### Data for analysis
'''

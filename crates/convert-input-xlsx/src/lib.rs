//! XLSX input plugin — every worksheet becomes a `##` section with a pipe table.

mod sheet;
mod workbook;

use std::path::Path;

use convert_core::error::{ConvertError, Result};
use convert_core::format::DocumentFormat;
use convert_core::plugin::{ExtractContext, InputPlugin};
use convert_utils::archive::{resolve_part, ZipPackage};
use convert_utils::markdown::pipe_table;
use convert_utils::xml::parse_relationships;

const WORKBOOK_PART: &str = "xl/workbook.xml";

pub struct XlsxInputPlugin;

impl InputPlugin for XlsxInputPlugin {
    fn name(&self) -> &str {
        "XLSX Input"
    }

    fn supported_formats(&self) -> &[DocumentFormat] {
        &[DocumentFormat::Xlsx]
    }

    fn convert(&self, input_path: &Path, _ctx: &ExtractContext<'_>) -> Result<String> {
        log::debug!("Reading XLSX: {}", input_path.display());

        let mut pkg = ZipPackage::open(input_path)
            .map_err(|e| ConvertError::Extraction(format!("Invalid XLSX ZIP: {}", e)))?;

        let workbook = pkg
            .read_optional(WORKBOOK_PART)?
            .ok_or_else(|| ConvertError::Extraction(format!("Missing {}", WORKBOOK_PART)))?;
        let rels = pkg
            .read_optional("xl/_rels/workbook.xml.rels")?
            .map(|xml| parse_relationships(&xml))
            .unwrap_or_default();
        let shared = pkg
            .read_optional("xl/sharedStrings.xml")?
            .map(|xml| workbook::parse_shared_strings(&xml))
            .unwrap_or_default();

        let mut sections = Vec::new();
        for sheet_ref in workbook::parse_sheets(&workbook) {
            let Some(target) = rels.get(&sheet_ref.rel_id) else {
                log::warn!("Sheet '{}' has no relationship target", sheet_ref.name);
                continue;
            };
            let part = resolve_part(WORKBOOK_PART, target);
            let xml = match pkg.read_string(&part) {
                Ok(xml) => xml,
                Err(e) => {
                    log::warn!("Skipping sheet '{}' ({}): {}", sheet_ref.name, part, e);
                    continue;
                }
            };

            let rows = sheet::parse_sheet(&xml, &shared);
            let mut section = format!("## {}", sheet_ref.name);
            if !rows.is_empty() {
                section.push_str("\n\n");
                section.push_str(pipe_table(&rows).trim_end());
            }
            sections.push(section);
        }

        Ok(sections.join("\n\n"))
    }
}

'''

### What the task requires
Reproduce all of the data. Leave every line unchanged.

### Result
filename crates/convert-input-xlsx/src/lib.rs
//! XLSX input plugin — every worksheet becomes a `##` section with a pipe table.

mod sheet;
mod workbook;

use std::path::Path;

use convert_core::error::{ConvertError, Result};
use convert_core::format::DocumentFormat;
use convert_core::plugin::{ExtractContext, InputPlugin};
use convert_utils::archive::{resolve_part, ZipPackage};
use convert_utils::markdown::pipe_table;
use convert_utils::xml::parse_relationships;

const WORKBOOK_PART: &str = "xl/workbook.xml";

pub struct XlsxInputPlugin;

impl InputPlugin for XlsxInputPlugin {
    fn name(&self) -> &str {
        "XLSX Input"
    }

    fn supported_formats(&self) -> &[DocumentFormat] {
        &[DocumentFormat::Xlsx]
    }

    fn convert(&self, input_path: &Path, _ctx: &ExtractContext<'_>) -> Result<String> {
        log::debug!("Reading XLSX: {}", input_path.display());

        let mut pkg = ZipPackage::open(input_path)
            .map_err(|e| ConvertError::Extraction(format!("Invalid XLSX ZIP: {}", e)))?;

        let workbook = pkg
            .read_optional(WORKBOOK_PART)?
            .ok_or_else(|| ConvertError::Extraction(format!("Missing {}", WORKBOOK_PART)))?;
        let rels = pkg
            .read_optional("xl/_rels/workbook.xml.rels")?
            .map(|xml| parse_relationships(&xml))
            .unwrap_or_default();
        let shared = pkg
            .read_optional("xl/sharedStrings.xml")?
            .map(|xml| workbook::parse_shared_strings(&xml))
            .unwrap_or_default();

        let mut sections = Vec::new();
        for sheet_ref in workbook::parse_sheets(&workbook) {
            let Some(target) = rels.get(&sheet_ref.rel_id) else {
                log::warn!("Sheet '{}' has no relationship target", sheet_ref.name);
                continue;
            };
            let part = resolve_part(WORKBOOK_PART, target);
            let xml = match pkg.read_string(&part) {
                Ok(xml) => xml,
                Err(e) => {
                    log::warn!("Skipping sheet '{}' ({}): {}", sheet_ref.name, part, e);
                    continue;
                }
            };

            let rows = sheet::parse_sheet(&xml, &shared);
            let mut section = format!("## {}", sheet_ref.name);
            if !rows.is_empty() {
                section.push_str("\n\n");
                section.push_str(pipe_table(&rows).trim_end());
            }
            sections.push(section);
        }

        Ok(sections.join("\n\n"))
    }
}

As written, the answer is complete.